To solve the problem step by step, we will use the mirror formula and the magnification formula for a concave mirror. ### Step 1: Identify the given values - Object distance (u) = -30 cm (negative because the object is in front of the mirror) - Focal length (f) = -20 cm (negative for a concave mirror) ### Step 2: Use the mirror formula The mirror formula is given by: \[ \frac{1}{f} = \frac{1}{u} + \frac{1}{v} \] where: - \( f \) is the focal length, - \( u \) is the object distance, - \( v \) is the image distance.

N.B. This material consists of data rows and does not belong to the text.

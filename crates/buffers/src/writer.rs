//! Binary buffer writer with auto-growing capacity.

use crate::zigzag_encode;

/// Appends encoded values to a growable byte buffer.
///
/// Multi-byte integers are written as LEB128 varints, floats as
/// little-endian IEEE 754.
///
/// # Example
///
/// ```
/// use ydoc_buffers::Writer;
///
/// let mut writer = Writer::new();
/// writer.u8(0x01);
/// writer.vu64(300);
/// let data = writer.flush();
/// assert_eq!(data, [0x01, 0xac, 0x02]);
/// ```
#[derive(Debug, Clone, Default)]
pub struct Writer {
    /// The underlying byte buffer.
    pub uint8: Vec<u8>,
}

impl Writer {
    /// Creates an empty writer.
    pub fn new() -> Self {
        Self::with_alloc_size(64)
    }

    /// Creates a writer with `alloc_size` bytes reserved up front.
    pub fn with_alloc_size(alloc_size: usize) -> Self {
        Self {
            uint8: Vec::with_capacity(alloc_size),
        }
    }

    /// Number of bytes written so far.
    pub fn len(&self) -> usize {
        self.uint8.len()
    }

    pub fn is_empty(&self) -> bool {
        self.uint8.is_empty()
    }

    /// Takes the written bytes, leaving the writer empty.
    pub fn flush(&mut self) -> Vec<u8> {
        std::mem::take(&mut self.uint8)
    }

    /// Writes an unsigned 8-bit integer.
    #[inline]
    pub fn u8(&mut self, val: u8) {
        self.uint8.push(val);
    }

    /// Writes a boolean as a single `0`/`1` byte.
    #[inline]
    pub fn bool(&mut self, val: bool) {
        self.uint8.push(val as u8);
    }

    /// Writes an unsigned LEB128 varint.
    pub fn vu64(&mut self, mut val: u64) {
        while val >= 0x80 {
            self.uint8.push((val as u8 & 0x7f) | 0x80);
            val >>= 7;
        }
        self.uint8.push(val as u8);
    }

    /// Writes a signed integer as a zig-zag LEB128 varint.
    #[inline]
    pub fn vi64(&mut self, val: i64) {
        self.vu64(zigzag_encode(val));
    }

    /// Writes a 64-bit floating point number (little-endian).
    #[inline]
    pub fn f64(&mut self, val: f64) {
        self.uint8.extend_from_slice(&val.to_le_bytes());
    }

    /// Writes raw bytes.
    #[inline]
    pub fn buf(&mut self, buf: &[u8]) {
        self.uint8.extend_from_slice(buf);
    }

    /// Writes a varint byte length followed by the UTF-8 bytes of `s`.
    ///
    /// Returns the number of payload bytes written.
    pub fn utf8(&mut self, s: &str) -> usize {
        self.vu64(s.len() as u64);
        self.buf(s.as_bytes());
        s.len()
    }
}
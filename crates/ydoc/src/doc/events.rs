/// Handle returned by [`Document::observe_update`](super::Document::observe_update).
pub type SubscriptionId = u64;

/// Whether a transaction came from a local edit or from `apply_update`.
#[derive(Debug, Clone, Copy, PartialEq, Eq)]
pub enum UpdateOrigin {
    Local,
    Remote,
}

/// Emitted once per transaction that changed the document.
///
/// `update` is an encoded update holding exactly the items integrated and
/// the ids deleted by that transaction, so forwarding it to peers keeps
/// them in sync.
#[derive(Debug, Clone, PartialEq, Eq)]
pub struct UpdateEvent {
    pub update: Vec<u8>,
    pub origin: UpdateOrigin,
}

pub(crate) type UpdateListener = Box<dyn FnMut(UpdateEvent) + Send>;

Substituting the known values into the formula: \[ \frac{1}{-20} = \frac{1}{-30} + \frac{1}{v} \] ### Step 3: Solve for image distance (v) Rearranging the equation to isolate \( \frac{1}{v} \): \[ \frac{1}{v} = \frac{1}{-20} - \frac{1}{-30} \] Finding a common denominator (which is 60): \[ \frac{1}{v} = \frac{-3}{60} + \frac{2}{60} = \frac{-1}{60} \] Now, taking the reciprocal to find \( v \): \[ v = -60 \text{ cm} \] ### Step 4: Interpret the image distance The negative sign indicates that the image is formed in front of the mirror, which means it is a real image. ### Step 5: Calculate magnification (m) The magnification (m) is given by: \[ m = -\frac{v}{u} \] Substituting the values: \[ m = -\frac{-60}{-30} = -2 \] ### Step 6: Interpret the magnification The negative sign indicates that the image is inverted, and the magnitude of 2 means the image is twice the size of the object. ### Summary of Results - Image distance (v) = -60 cm (real and inverted) - Magnification (m) = -2 (image is twice the size of the object) ### Step 7: Draw the ray diagram 1. Draw a concave mirror with its principal axis. 2. Mark the focal point (F) at 20 cm from the mirror. 3. Place the object (O) at 30 cm in front of the mirror. 4. Draw three rays: - The first ray parallel to the principal axis, reflecting through the focal point. - The second ray passing through the focal point and reflecting parallel to the principal axis. - The third ray directed towards the mirror's pole, reflecting off at the same angle. 5. The intersection of the reflected rays gives the location of the image.